EXERCISE DATA:
use std::fs::OpenOptions;
use std::io::Write;
use std::path::PathBuf;
use std::sync::Arc;
use std::time::{SystemTime, UNIX_EPOCH};

use anyhow::{Context, Result};
use serde_json::{Value, json};

use crate::config::RuntimeConfig;

pub fn unix_ms_now() -> u128 {
    SystemTime::now()
        .duration_since(UNIX_EPOCH)
        .unwrap_or_default()
        .as_millis()
}

/// Append-only JSONL event stream for orchestration runs. Write failures are
/// logged and swallowed; telemetry never fails a command.
#[derive(Debug, Clone)]
pub struct TelemetrySink {
    pub enabled: bool,
    pub path: PathBuf,
    pub run_id: String,
    pub command: String,
    pub profile: String,
    file_lock: Arc<std::sync::Mutex<()>>,
}

impl TelemetrySink {
    pub fn new(cfg: &RuntimeConfig, command: String) -> Self {
        let run_id = format!("run-{}-{}", unix_ms_now(), std::process::id());
        Self {
            enabled: cfg.telemetry_enabled,
            path: PathBuf::from(&cfg.telemetry_path),
            run_id,
            command,
            profile: cfg.profile.clone(),
            file_lock: Arc::new(std::sync::Mutex::new(())),
        }
    }

    pub fn emit(&self, event: &str, payload: Value) {
        if !self.enabled {
            return;
        }

        let mut record = serde_json::Map::new();
        record.insert("ts_unix_ms".to_string(), json!(unix_ms_now()));
        record.insert("event".to_string(), json!(event));
        record.insert("run_id".to_string(), json!(self.run_id));
        record.insert("command".to_string(), json!(self.command));
        record.insert("profile".to_string(), json!(self.profile));

        if let Some(map) = payload.as_object() {
            for (key, value) in map {
                record.insert(key.clone(), value.clone());
            }
        }

        let value = Value::Object(record);
        if let Err(err) = self.append_event_line(&value) {
            tracing::warn!(
                event = event,
                path = %self.path.display(),
                error = %err,
                "telemetry write failed"
            );
        }
    }

    fn append_event_line(&self, value: &Value) -> Result<()> {
        if let Some(parent) = self.path.parent()
            && !parent.as_os_str().is_empty()
        {
            std::fs::create_dir_all(parent).with_context(|| {
                format!(
                    "failed to create telemetry directory '{}'",
                    parent.display()
                )
            })?;
        }

        let _guard = self.file_lock.lock().unwrap_or_else(|e| e.into_inner());

        let mut file = OpenOptions::new()
            .create(true)
            .append(true)
            .open(&self.path)
            .with_context(|| format!("failed to open telemetry path '{}'", self.path.display()))?;

        serde_json::to_writer(&mut file, value).with_context(|| {
            format!("failed to serialize telemetry event for '{}'", self.command)
        })?;
        writeln!(file).context("failed to write telemetry newline")
    }
}
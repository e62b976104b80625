use anyhow::Result;

use crate::config::{AgentPaths, RuntimeConfig};

pub fn run_agents_list(cfg: &RuntimeConfig, paths: &AgentPaths) -> Result<()> {
    println!("Member agents in roster order:");
    for entry in &cfg.agents {
        println!("  {} (local, source={})", entry.name, entry.source.label());
    }
    match cfg.remote.as_ref() {
        Some(remote) => println!("  {} (remote, id={})", remote.agent_name, remote.agent_id),
        None => println!("  <no remote agent configured>"),
    }
    println!("Local catalog: {}", paths.local_catalog.display());
    if let Some(global) = paths.global_catalog.as_ref() {
        println!("Global catalog: {}", global.display());
    } else {
        println!("Global catalog: <HOME not set>");
    }
    Ok(())
}

pub fn run_agents_show(cfg: &RuntimeConfig, name: &str) -> Result<()> {
    if let Some(entry) = cfg.agents.iter().find(|entry| entry.name == name) {
        println!("Agent: {} (local, source={})", entry.name, entry.source.label());
        println!("Description: {}", entry.description);
        println!("Instructions: {}", entry.instructions);
        return Ok(());
    }

    if let Some(remote) = cfg.remote.as_ref().filter(|remote| remote.agent_name == name) {
        println!("Agent: {} (remote)", remote.agent_name);
        println!("Endpoint: {}", remote.endpoint);
        println!("Agent id: {}", remote.agent_id);
        println!("Token env: {}", remote.token_env);
        return Ok(());
    }

    let mut names = cfg
        .agents
        .iter()
        .map(|entry| entry.name.clone())
        .collect::<Vec<String>>();
    if let Some(remote) = cfg.remote.as_ref() {
        names.push(remote.agent_name.clone());
    }
    Err(anyhow::anyhow!(
        "agent '{}' not found. Available agents: {}",
        name,
        names.join(", ")
    ))
}
use clap::{Parser, Subcommand};

#[derive(Debug, Subcommand)]
pub enum ProfileCommands {
    #[command(about = "List configured profiles and highlight the active profile")]
    List,
    #[command(about = "Show the active profile's resolved runtime settings")]
    Show,
}

#[derive(Debug, Subcommand)]
pub enum AgentCommands {
    #[command(about = "List member agents resolved from catalogs and remote settings")]
    List,
    #[command(about = "Show one member agent's resolved configuration")]
    Show {
        #[arg(long)]
        name: String,
    },
}

const CLI_EXAMPLES: &str = "Examples:\n\
  ensemble-cli ask \"What should I order for a team of eight?\"\n\
  ensemble-cli --timeout-secs 30 ask \"Summarize the incident report\"\n\
  ensemble-cli --endpoint https://example.openai.azure.com --deployment gpt-4o ask \"hello\"\n\
  ensemble-cli agents list\n\
  ensemble-cli agents show --name analyst\n\
  ensemble-cli profiles show\n\
  ensemble-cli doctor\n\
\n\
Behavior:\n\
  - `ask` without arguments reads one task line from stdin.\n\
  - Every member agent receives the same task concurrently; responses are\n\
    printed per agent in roster order.\n\
  - The remote agent joins the roster only when --remote-endpoint and\n\
    --remote-agent-id (or their profile/env equivalents) are both set.";

#[derive(Debug, Parser)]
#[command(name = "ensemble-cli")]
#[command(about = "Fan one task out to local and remote agents concurrently")]
#[command(after_long_help = CLI_EXAMPLES)]
pub struct Cli {
    #[arg(long, env = "ENSEMBLE_PROFILE", default_value = "default")]
    pub profile: String,

    #[arg(long, env = "ENSEMBLE_CONFIG", default_value = ".ensemble/config.toml")]
    pub config_path: String,

    /// Chat-completion endpoint for local member agents.
    #[arg(long, env = "ENSEMBLE_COMPLETION_ENDPOINT")]
    pub endpoint: Option<String>,

    /// Model deployment name for local member agents.
    #[arg(long, env = "ENSEMBLE_DEPLOYMENT")]
    pub deployment: Option<String>,

    /// Environment variable holding the completion API key.
    #[arg(long, env = "ENSEMBLE_API_KEY_ENV")]
    pub api_key_env: Option<String>,

    #[arg(long, env = "ENSEMBLE_REMOTE_ENDPOINT")]
    pub remote_endpoint: Option<String>,

    #[arg(long, env = "ENSEMBLE_REMOTE_AGENT_ID")]
    pub remote_agent_id: Option<String>,

    /// Environment variable holding the remote service bearer token.
    #[arg(long, env = "ENSEMBLE_REMOTE_TOKEN_ENV")]
    pub remote_token_env: Option<String>,

    /// Overall wait budget for collecting all member responses.
    #[arg(long, env = "ENSEMBLE_TIMEOUT_SECS")]
    pub timeout_secs: Option<u64>,

    #[arg(long, env = "ENSEMBLE_TELEMETRY_ENABLED", action = clap::ArgAction::Set)]
    pub telemetry_enabled: Option<bool>,

    #[arg(long, env = "ENSEMBLE_TELEMETRY_PATH")]
    pub telemetry_path: Option<String>,

    #[arg(long, env = "RUST_LOG", default_value = "error")]
    pub log_filter: String,

    #[command(subcommand)]
    pub command: Option<Commands>,
}

#[derive(Debug, Subcommand)]
pub enum Commands {
    #[command(about = "Dispatch one task to every member agent and print attributed responses")]
    Ask {
        /// Task text; omit to read one line from stdin.
        prompt: Vec<String>,
    },
    #[command(about = "Inspect the resolved member agent roster")]
    Agents {
        #[command(subcommand)]
        command: AgentCommands,
    },
    #[command(about = "Inspect profile configuration and active resolved settings")]
    Profiles {
        #[command(subcommand)]
        command: ProfileCommands,
    },
    #[command(about = "Validate completion and remote-agent environment configuration")]
    Doctor,
}

pub fn command_label(command: &Commands) -> String {
    match command {
        Commands::Ask { .. } => "ask".to_string(),
        Commands::Agents { command } => match command {
            AgentCommands::List => "agents.list".to_string(),
            AgentCommands::Show { .. } => "agents.show".to_string(),
        },
        Commands::Profiles { command } => match command {
            ProfileCommands::List => "profiles.list".to_string(),
            ProfileCommands::Show => "profiles.show".to_string(),
        },
        Commands::Doctor => "doctor".to_string(),
    }
}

WHAT NEEDS TO BE DONE: Working from the material above, restate word for word the lines between the line with "to write telemetry" and the line with "pub fn run_agents_show(cfg: &RuntimeConfig, name: &str)", both included, and only those.

SOLUTION TO THIS TASK:
        writeln!(file).context("failed to write telemetry newline")
    }
}
repository e62b976104b80625
use anyhow::Result;

use crate::config::{AgentPaths, RuntimeConfig};

pub fn run_agents_list(cfg: &RuntimeConfig, paths: &AgentPaths) -> Result<()> {
    println!("Member agents in roster order:");
    for entry in &cfg.agents {
        println!("  {} (local, source={})", entry.name, entry.source.label());
    }
    match cfg.remote.as_ref() {
        Some(remote) => println!("  {} (remote, id={})", remote.agent_name, remote.agent_id),
        None => println!("  <no remote agent configured>"),
    }
    println!("Local catalog: {}", paths.local_catalog.display());
    if let Some(global) = paths.global_catalog.as_ref() {
        println!("Global catalog: {}", global.display());
    } else {
        println!("Global catalog: <HOME not set>");
    }
    Ok(())
}

pub fn run_agents_show(cfg: &RuntimeConfig, name: &str) -> Result<()> {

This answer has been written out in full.